China’s aluminum imports in October fell 33.9% from a year earlier due to persistently weak demand and increases in domestic supply.
The country brought in 196,460 tonnes, including primary metal and unwrought, alloyed aluminum, last month, according to data from the General Administration of Customs.
The drop in imports comes after a ramp-up in domestic production this year. Output in October grew for an eighth consecutive month to 3.45 million tonnes.
For the first 10 months of the year, China produced 33.33 million tonnes, up 3.3% from the corresponding period in 2021.
Demand for the light metal used in the transportation, construction, and packaging sectors however has remained weak due to China’s strict covid curbs.
Factory output in the world’s second-largest economy grew more slowly than expected in October and retail sales fell for the first time in five months, underscoring faltering demand at home and abroad.
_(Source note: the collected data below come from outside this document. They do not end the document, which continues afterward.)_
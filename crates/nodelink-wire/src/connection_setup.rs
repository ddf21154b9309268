//! Configured outgoing connections.
//!
//! A [`ConnectionSetup`] is the user's intent to be connected to a contact
//! point. It outlives individual channels: every connect/disconnect cycle
//! passes through the same state machine
//!
//! ```text
//! Disconnected -> Connecting -> Connected -> Disconnecting -> Disconnected
//!                     |             |
//!                     +-------------+--> WaitingToReconnect -> Connecting
//! ```
//!
//! Start and stop requests are intents processed by a driver task; callers
//! that need a particular state wait for it with a timeout. Each setup has
//! exactly one writer of its state, so listeners see transitions in order.

use crate::channel::{ChannelCloseReason, MessageChannel};
use crate::channel_service::MessageChannelService;
use crate::error::{WireError, WireResult};
use crate::transport::NetworkContactPoint;

use dashmap::DashMap;
use nodelink_types::config::ConnectionConfig;
use std::fmt;
use std::sync::atomic::{AtomicU64, Ordering};
use std::sync::{Arc, Mutex, RwLock, Weak};
use std::time::Duration;
use tokio::sync::{mpsc, watch};
use tracing::{debug, info, warn};

#[derive(Debug, Clone, Copy, PartialEq, Eq)]
pub enum ConnectionSetupState {
    Disconnected,
    Connecting,
    Connected,
    Disconnecting,
    WaitingToReconnect,
}

impl fmt::Display for ConnectionSetupState {
    fn fmt(&self, f: &mut fmt::Formatter<'_>) -> fmt::Result {
        let name = match self {
            ConnectionSetupState::Disconnected => "disconnected",
            ConnectionSetupState::Connecting => "connecting",
            ConnectionSetupState::Connected => "connected",
            ConnectionSetupState::Disconnecting => "disconnecting",
            ConnectionSetupState::WaitingToReconnect => "waiting to reconnect",
        };
        f.write_str(name)
    }
}

#[derive(Debug, Clone, Copy, PartialEq, Eq)]
pub enum DisconnectReason {
    /// No channel could be established.
    FailedToConnect,
    /// The connection was stopped locally.
    ActiveShutdown,
    /// The connection was lost.
    Error,
    /// The remote node closed the connection.
    RemoteShutdown,
}

/// Snapshot of a setup's state.
#[derive(Debug, Clone, PartialEq, Eq)]
pub struct SetupStatus {
    pub state: ConnectionSetupState,
    /// Why the last connection ended; cleared when a new attempt starts.
    pub disconnect_reason: Option<DisconnectReason>,
    pub last_error: Option<String>,
}

pub trait ConnectionSetupListener: Send + Sync {
    fn on_state_changed(
        &self,
        setup: &ConnectionSetup,
        old: ConnectionSetupState,
        new: ConnectionSetupState,
    );
}

/// Reconnect behaviour.
#[derive(Debug, Clone)]
pub struct RetryPolicy {
    pub auto_retry: bool,
    pub initial_delay: Duration,
    pub multiplier: f64,
    pub max_delay: Duration,
}

impl RetryPolicy {
    pub fn never() -> Self {
        Self {
            auto_retry: false,
            initial_delay: Duration::ZERO,
            multiplier: 1.0,
            max_delay: Duration::ZERO,
        }
    }

    /// Delay before retry number `attempt` (starting at 0).
    pub fn delay(&self, attempt: u32) -> Duration {
        let factor = self.multiplier.max(1.0).powi(attempt.min(64) as i32);
        let delay = self.initial_delay.as_secs_f64() * factor;
        Duration::from_secs_f64(delay.min(self.max_delay.as_secs_f64()))
    }
}

impl From<&ConnectionConfig> for RetryPolicy {
    fn from(config: &ConnectionConfig) -> Self {
        Self {
            auto_retry: config.auto_retry,
            initial_delay: Duration::from_millis(config.retry_initial_delay_ms),
            multiplier: config.retry_delay_multiplier,
            max_delay: Duration::from_millis(config.retry_max_delay_ms),
        }
    }
}

enum Intent {
    Start,
    Stop,
    Dispose,
}

type ListenerList = Arc<RwLock<Vec<Arc<dyn ConnectionSetupListener>>>>;

pub struct ConnectionSetup {
    id: u64,
    contact_point: NetworkContactPoint,
    display_name: String,
    status: watch::Sender<SetupStatus>,
    intents: mpsc::UnboundedSender<Intent>,
    channel: Mutex<Option<Arc<MessageChannel>>>,
    listeners: ListenerList,
}

impl fmt::Debug for ConnectionSetup {
    fn fmt(&self, f: &mut fmt::Formatter<'_>) -> fmt::Result {
        f.debug_struct("ConnectionSetup")
            .field("id", &self.id)
            .field("contact_point", &self.contact_point)
            .field("status", &*self.status.borrow())
            .finish()
    }
}

impl ConnectionSetup {
    pub fn id(&self) -> u64 {
        self.id
    }

    pub fn contact_point(&self) -> &NetworkContactPoint {
        &self.contact_point
    }

    pub fn display_name(&self) -> &str {
        &self.display_name
    }

    pub fn status(&self) -> SetupStatus {
        self.status.borrow().clone()
    }

    pub fn state(&self) -> ConnectionSetupState {
        self.status.borrow().state
    }

    pub fn disconnect_reason(&self) -> Option<DisconnectReason> {
        self.status.borrow().disconnect_reason
    }

    pub fn subscribe(&self) -> watch::Receiver<SetupStatus> {
        self.status.subscribe()
    }

    /// The currently active channel, if connected.
    pub fn channel(&self) -> Option<Arc<MessageChannel>> {
        self.channel
            .lock()
            .unwrap_or_else(|e| e.into_inner())
            .clone()
    }

    /// Ask the setup to connect. Returns immediately.
    pub fn signal_start_intent(&self) {
        let _ = self.intents.send(Intent::Start);
    }

    /// Ask the setup to disconnect. Returns immediately.
    pub fn signal_stop_intent(&self) {
        let _ = self.intents.send(Intent::Stop);
    }

    /// Wait until the setup is in `target`. False on timeout.
    pub async fn await_state(&self, target: ConnectionSetupState, timeout: Duration) -> bool {
        self.await_status(|s| s.state == target, timeout)
            .await
            .is_some()
    }

    /// Wait for a status matching `predicate`.
    pub async fn await_status<F>(&self, predicate: F, timeout: Duration) -> Option<SetupStatus>
    where
        F: Fn(&SetupStatus) -> bool,
    {
        let mut rx = self.status.subscribe();
        let waited = tokio::time::timeout(timeout, async {
            rx.wait_for(|s| predicate(s)).await.map(|s| s.clone()).ok()
        })
        .await;
        waited.ok().flatten()
    }

    fn set_channel(&self, channel: Option<Arc<MessageChannel>>) {
        *self.channel.lock().unwrap_or_else(|e| e.into_inner()) = channel;
    }

    fn transition(
        &self,
        new: ConnectionSetupState,
        reason: Option<DisconnectReason>,
        error: Option<String>,
    ) {
        let mut old = new;
        self.status.send_modify(|status| {
            old = status.state;
            status.state = new;
            status.disconnect_reason = reason;
            if new == ConnectionSetupState::Connecting {
                status.last_error = None;
            } else if error.is_some() {
                status.last_error = error;
            }
        });
        if old == new {
            return;
        }
        info!(
            setup = self.id,
            contact_point = %self.contact_point,
            from = %old,
            to = %new,
            reason = ?reason,
            "Connections: setup state changed"
        );
        let listeners = self
            .listeners
            .read()
            .unwrap_or_else(|e| e.into_inner())
            .clone();
        for listener in listeners {
            listener.on_state_changed(self, old, new);
        }
    }
}

/// What ended a connected phase.
enum SessionEnd {
    Lost(DisconnectReason),
    Stopped,
    Disposed,
}

struct Driver {
    setup: Weak<ConnectionSetup>,
    channels: Arc<MessageChannelService>,
    retry: RetryPolicy,
    intents: mpsc::UnboundedReceiver<Intent>,
}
Imports have also slid on higher global aluminum prices, supported by concerns that the London Metal Exchange could block Russian metal from its trading system, as well as a possible ban on Russian metals by the United States.
Total imports in the first 10 months were 1.88 million tonnes, down 27% from the corresponding period last year.
Imports of bauxite, the main source of aluminum ore, came in at 8.98 million tonnes last month. That was up 9.5% from September’s 8.2 million tonnes and down 5.4% from 9.5 million in October last year.